Monday, January 29, 2018

The Rise of Cryptocurrencies for Tax Avoidance/Evasion (1/29/18)

A good article on Cryptocurrencies and Taxes.  Rob Urban, Governments Worry That Cryptocurrencies Could Be the ‘Next Swiss Bank Account’ (BloombergMarkets 1/29/18), here.  Excerpts:
Authorities around the world worry that cryptocurrencies could become tax havens. 
* * * * 
British Prime Minister Theresa May and Indian Prime Minister Narendra Modi are among the world leaders who’ve expressed alarm at the rise of virtual cash to move money offshore. The U.S. Congress held hearings this month, and Treasury Secretary Steven Mnuchin called on the world’s 20 biggest economies to work together to make sure cryptocurrencies don’t “become the next Swiss bank account.” The concern comes after a successful international crackdown on tax havens in traditional banking. 
“Every country is scrambling to come up with an answer,” said Drake, who serves on the boards of 25 public and private companies. “There needs to be a regulated structure that won’t kill the industry.” 
* * * *
There’s demand for fresh ways to hide assets after U.S. and European regulators clamped down on traditional banks. They’ve ramped up enforcement of “know-your-customer” and anti-money-laundering rules and forced offshore financial institutions to disclose client information. The campaign prompted many mainstream financial firms to limit customers’ access to Switzerland’s secretive banking system. That’s made it harder to hide funds from the government, courts, spouses or other prying eyes back home. 

Friday, January 26, 2018

Tax Controversy Attorney Rettig To Be Nominated IRS Commissioner (1/26/18)

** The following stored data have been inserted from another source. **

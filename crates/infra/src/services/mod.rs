mod notion;
mod resend;
mod stubs;

use digestly_domain::DigestRow;
pub use notion::NotionRowSource;
pub use resend::ResendEmailSender;
pub use stubs::{InMemoryEmailSender, InMemoryRowSource, SentEmail};
use thiserror::Error;

#[derive(Debug, Error)]
pub enum RowSourceError {
    #[error("The row source rejected the provided credential")]
    CredentialInvalid,
    #[error("The row source is unavailable: {0}")]
    SourceUnavailable(String),
}

#[derive(Debug, Error)]
#[error("Failed to send email: {0}")]
pub struct SendFailure(pub String);

/// External collaborator yielding flattened tabular data for a given
/// external database id
#[async_trait::async_trait]
pub trait IRowSource: Send + Sync {
    async fn fetch_rows(
        &self,
        source_id: &str,
        credential: &str,
        limit: usize,
    ) -> Result<Vec<DigestRow>, RowSourceError>;
}

#[async_trait::async_trait]
pub trait IEmailSender: Send + Sync {
    async fn send(&self, to: &str, subject: &str, html_body: &str) -> Result<(), SendFailure>;
}
use crate::error::DigestlyError;
use crate::shared::auth::protect_admin_route;
use crate::shared::usecase::{execute, UseCase};
use actix_web::{web, HttpRequest, HttpResponse};
use digestly_api_structs::dtos::SubscriptionDTO;
use digestly_api_structs::get_subscription::{APIResponse, PathParams};
use digestly_domain::{TierPlan, ID};
use digestly_infra::DigestlyContext;

pub async fn get_subscription_controller(
    http_req: HttpRequest,
    path_params: web::Path<PathParams>,
    ctx: web::Data<DigestlyContext>,
) -> Result<HttpResponse, DigestlyError> {
    protect_admin_route(&http_req, &ctx)?;

    let usecase = GetSubscriptionUseCase {
        user_id: path_params.user_id.clone(),
    };

    execute(usecase, &ctx)
        .await
        .map(|subscription| HttpResponse::Ok().json(APIResponse::new(subscription)))
        .map_err(DigestlyError::from)
}

#[derive(Debug)]
pub struct GetSubscriptionUseCase {
    pub user_id: ID,
}

#[derive(Debug)]
pub enum UseCaseError {
    UserNotFound(ID),
}

impl From<UseCaseError> for DigestlyError {
    fn from(e: UseCaseError) -> Self {
        match e {
            UseCaseError::UserNotFound(user_id) => Self::NotFound(format!(
                "The user with id: {}, was not found.",
                user_id
            )),
        }
    }
}

#[async_trait::async_trait(?Send)]
impl UseCase for GetSubscriptionUseCase {
    type Response = SubscriptionDTO;

    type Error = UseCaseError;

    const NAME: &'static str = "GetSubscription";

    async fn execute(&mut self, ctx: &DigestlyContext) -> Result<Self::Response, Self::Error> {
        let user = ctx
            .repos
            .profiles
            .find(&self.user_id)
            .await
            .ok_or_else(|| UseCaseError::UserNotFound(self.user_id.clone()))?;

        let active_digests = ctx
            .repos
            .schedules
            .find_active_by_user(&self.user_id)
            .await
            .len();

        Ok(SubscriptionDTO::new(
            TierPlan::for_tier(user.tier),
            active_digests,
        ))
    }
}
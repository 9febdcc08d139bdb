mod telemetry;

use digestly_api::Application;
use digestly_infra::setup_context;
use telemetry::{get_subscriber, init_subscriber};

#[actix_web::main]
async fn main() -> std::io::Result<()> {
    openssl_probe::init_ssl_cert_env_vars();

    let subscriber = get_subscriber("digestly_server".into(), "info".into());
    init_subscriber(subscriber);

    let context = setup_context().await;

    let app = Application::new(context).await?;
    app.start().await
}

Chuck Rettig, here, a prominent and respected player in the tax controversy (including tax crimes) arena is reported to be Trump's pick for Commissioner of Internal Revenue.  Here is one article:

David M. Katz, Trump Tax-Returns Defender on Tap to Head IRS: Report (CFO 1/25/18), here.
President Trump is reportedly on the verge of naming Charles P. Rettig, a Beverly Hills tax lawyer who wrote that candidate Trump’s lawyers shouldn’t advise him to release his tax returns, as commissioner of the Internal Revenue Service. 
“Is there any legal impediment to Trump publicly releasing his tax returns? Absolutely not,” Rettig, a tax litigator who has served more than 35 years at Hochman, Salkin, Rettig, Toscher & Perez and has represented clients before the IRS, said on February 28, 2016  in one of a number of columns he’s written for the “IRS Watch” section of Forbes. 
“Would any experienced tax lawyer representing Trump in an IRS audit advise him to publicly release his tax returns during the audit? Absolutely not,” Rettig added. To date, President Trump, who Forbes reports as having a current net worth of $3.1 billion, hasn’t made his returns public.   
On Tuesday night,  Politco, citing multiple sources with knowledge of the selection process, reported that President Trump will nominate Rettig to head the IRS. Rettig would then have to be confirmed by the Senate.
Now for some of you who are not tax litigators, I think Rettig's hypothetical advice was solely from the perspective of a tax controversy lawyer advising Trump with the sole focus on representing him under audit.  I think most tax controversy lawyers would advise Trump that, solely based on the needs of that representation in the audit, there would be nothing to be gained from  disclosing his tax returns.  Rettig's advice did not address anything other than the hyptothetical tax controversy lawyer's perspective.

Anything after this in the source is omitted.